*** Begin section ***

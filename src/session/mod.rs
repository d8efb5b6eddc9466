// Session module for conversational state

pub mod chat; // Interactive chat loop
pub mod controller; // Request lifecycle controller
pub mod disclosure; // Per-message reasoning disclosure state
pub mod parser; // Response segmentation
pub mod providers; // Transport abstraction layer

pub use controller::{ChatController, RequestLifecycle, SubmitOutcome};
pub use disclosure::DisclosureState;
pub use parser::{parse_response, ParsedResponse};
pub use providers::{ChatProvider, PayloadMessage, ProviderFactory};

use std::fmt;
use std::time::{SystemTime, UNIX_EPOCH};
use uuid::Uuid;

fn current_timestamp() -> u64 {
	SystemTime::now()
		.duration_since(UNIX_EPOCH)
		.unwrap_or_default()
		.as_secs()
}

/// Opaque identity of a single transcript turn. Presentation and disclosure
/// state key off this instead of positions or UI handles.
#[derive(Debug, Clone, Copy, PartialEq, Eq, Hash)]
pub struct MessageId(Uuid);

impl MessageId {
	pub(crate) fn new() -> Self {
		Self(Uuid::new_v4())
	}
}

impl fmt::Display for MessageId {
	fn fmt(&self, f: &mut fmt::Formatter<'_>) -> fmt::Result {
		self.0.fmt(f)
	}
}

#[derive(Debug, Clone, Copy, PartialEq, Eq)]
pub enum Role {
	System,
	User,
	Assistant,
}

impl Role {
	pub fn as_str(&self) -> &'static str {
		match self {
			Role::System => "system",
			Role::User => "user",
			Role::Assistant => "assistant",
		}
	}
}

/// One role-tagged message in the conversation transcript.
/// Immutable once appended.
#[derive(Debug, Clone)]
pub struct Turn {
	pub id: MessageId,
	pub role: Role,
	pub content: String,
	pub timestamp: u64,
}

/// Ordered, append-only conversation history. The full transcript is replayed
/// to the remote service on every request; entries are never reordered,
/// mutated, or removed for the life of the session.
#[derive(Debug, Default)]
pub struct Transcript {
	turns: Vec<Turn>,
}

impl Transcript {
	/// Create a transcript, inserting the system turn exactly once when a
	/// system prompt is configured.
	pub fn new(system_prompt: Option<&str>) -> Self {
		let mut transcript = Self { turns: Vec::new() };
		if let Some(prompt) = system_prompt {
			transcript.push(Role::System, prompt);
		}
		transcript
	}

	fn push(&mut self, role: Role, content: &str) -> MessageId {
		let turn = Turn {
			id: MessageId::new(),
			role,
			content: content.to_string(),
			timestamp: current_timestamp(),
		};
		let id = turn.id;
		self.turns.push(turn);
		id
	}

	/// Append a turn at the end of the transcript. Infallible for any
	/// role/content combination; never touches prior entries.
	pub fn append(&mut self, role: Role, content: &str) -> MessageId {
		self.push(role, content)
	}

	pub fn turns(&self) -> &[Turn] {
		&self.turns
	}

	pub fn len(&self) -> usize {
		self.turns.len()
	}

	pub fn is_empty(&self) -> bool {
		self.turns.is_empty()
	}

	/// Project the transcript into the role/content pairs sent to the remote
	/// service: system turn first when present, then user/assistant turns in
	/// chronological order. Internal bookkeeping (ids, timestamps) stays out.
	pub fn as_request_payload(&self) -> Vec<PayloadMessage> {
		self.turns
			.iter()
			.map(|turn| PayloadMessage {
				role: turn.role.as_str().to_string(),
				content: turn.content.clone(),
			})
			.collect()
	}
}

*** End section ***

The problem: Each line above should be copied exactly, with no line missing.

Solution for this problem:
filename src/session/mod.rs
repository d8efb5b6eddc9466
// Session module for conversational state

pub mod chat; // Interactive chat loop
pub mod controller; // Request lifecycle controller
pub mod disclosure; // Per-message reasoning disclosure state
pub mod parser; // Response segmentation
pub mod providers; // Transport abstraction layer

pub use controller::{ChatController, RequestLifecycle, SubmitOutcome};
pub use disclosure::DisclosureState;
pub use parser::{parse_response, ParsedResponse};
pub use providers::{ChatProvider, PayloadMessage, ProviderFactory};

use std::fmt;
use std::time::{SystemTime, UNIX_EPOCH};
use uuid::Uuid;

fn current_timestamp() -> u64 {
	SystemTime::now()
		.duration_since(UNIX_EPOCH)
		.unwrap_or_default()
		.as_secs()
}

/// Opaque identity of a single transcript turn. Presentation and disclosure
/// state key off this instead of positions or UI handles.
#[derive(Debug, Clone, Copy, PartialEq, Eq, Hash)]
pub struct MessageId(Uuid);

impl MessageId {
	pub(crate) fn new() -> Self {
		Self(Uuid::new_v4())
	}
}

impl fmt::Display for MessageId {
	fn fmt(&self, f: &mut fmt::Formatter<'_>) -> fmt::Result {
		self.0.fmt(f)
	}
}

#[derive(Debug, Clone, Copy, PartialEq, Eq)]
pub enum Role {
	System,
	User,
	Assistant,
}

impl Role {
	pub fn as_str(&self) -> &'static str {
		match self {
			Role::System => "system",
			Role::User => "user",
			Role::Assistant => "assistant",
		}
	}
}

/// One role-tagged message in the conversation transcript.
/// Immutable once appended.
#[derive(Debug, Clone)]
pub struct Turn {
	pub id: MessageId,
	pub role: Role,
	pub content: String,
	pub timestamp: u64,
}

/// Ordered, append-only conversation history. The full transcript is replayed
/// to the remote service on every request; entries are never reordered,
/// mutated, or removed for the life of the session.
#[derive(Debug, Default)]
pub struct Transcript {
	turns: Vec<Turn>,
}

impl Transcript {
	/// Create a transcript, inserting the system turn exactly once when a
	/// system prompt is configured.
	pub fn new(system_prompt: Option<&str>) -> Self {
		let mut transcript = Self { turns: Vec::new() };
		if let Some(prompt) = system_prompt {
			transcript.push(Role::System, prompt);
		}
		transcript
	}

	fn push(&mut self, role: Role, content: &str) -> MessageId {
		let turn = Turn {
			id: MessageId::new(),
			role,
			content: content.to_string(),
			timestamp: current_timestamp(),
		};
		let id = turn.id;
		self.turns.push(turn);
		id
	}

	/// Append a turn at the end of the transcript. Infallible for any
	/// role/content combination; never touches prior entries.
	pub fn append(&mut self, role: Role, content: &str) -> MessageId {
		self.push(role, content)
	}

	pub fn turns(&self) -> &[Turn] {
		&self.turns
	}

	pub fn len(&self) -> usize {
		self.turns.len()
	}

	pub fn is_empty(&self) -> bool {
		self.turns.is_empty()
	}

	/// Project the transcript into the role/content pairs sent to the remote
	/// service: system turn first when present, then user/assistant turns in
	/// chronological order. Internal bookkeeping (ids, timestamps) stays out.
	pub fn as_request_payload(&self) -> Vec<PayloadMessage> {
		self.turns
			.iter()
			.map(|turn| PayloadMessage {
				role: turn.role.as_str().to_string(),
				content: turn.content.clone(),
			})
			.collect()
	}
}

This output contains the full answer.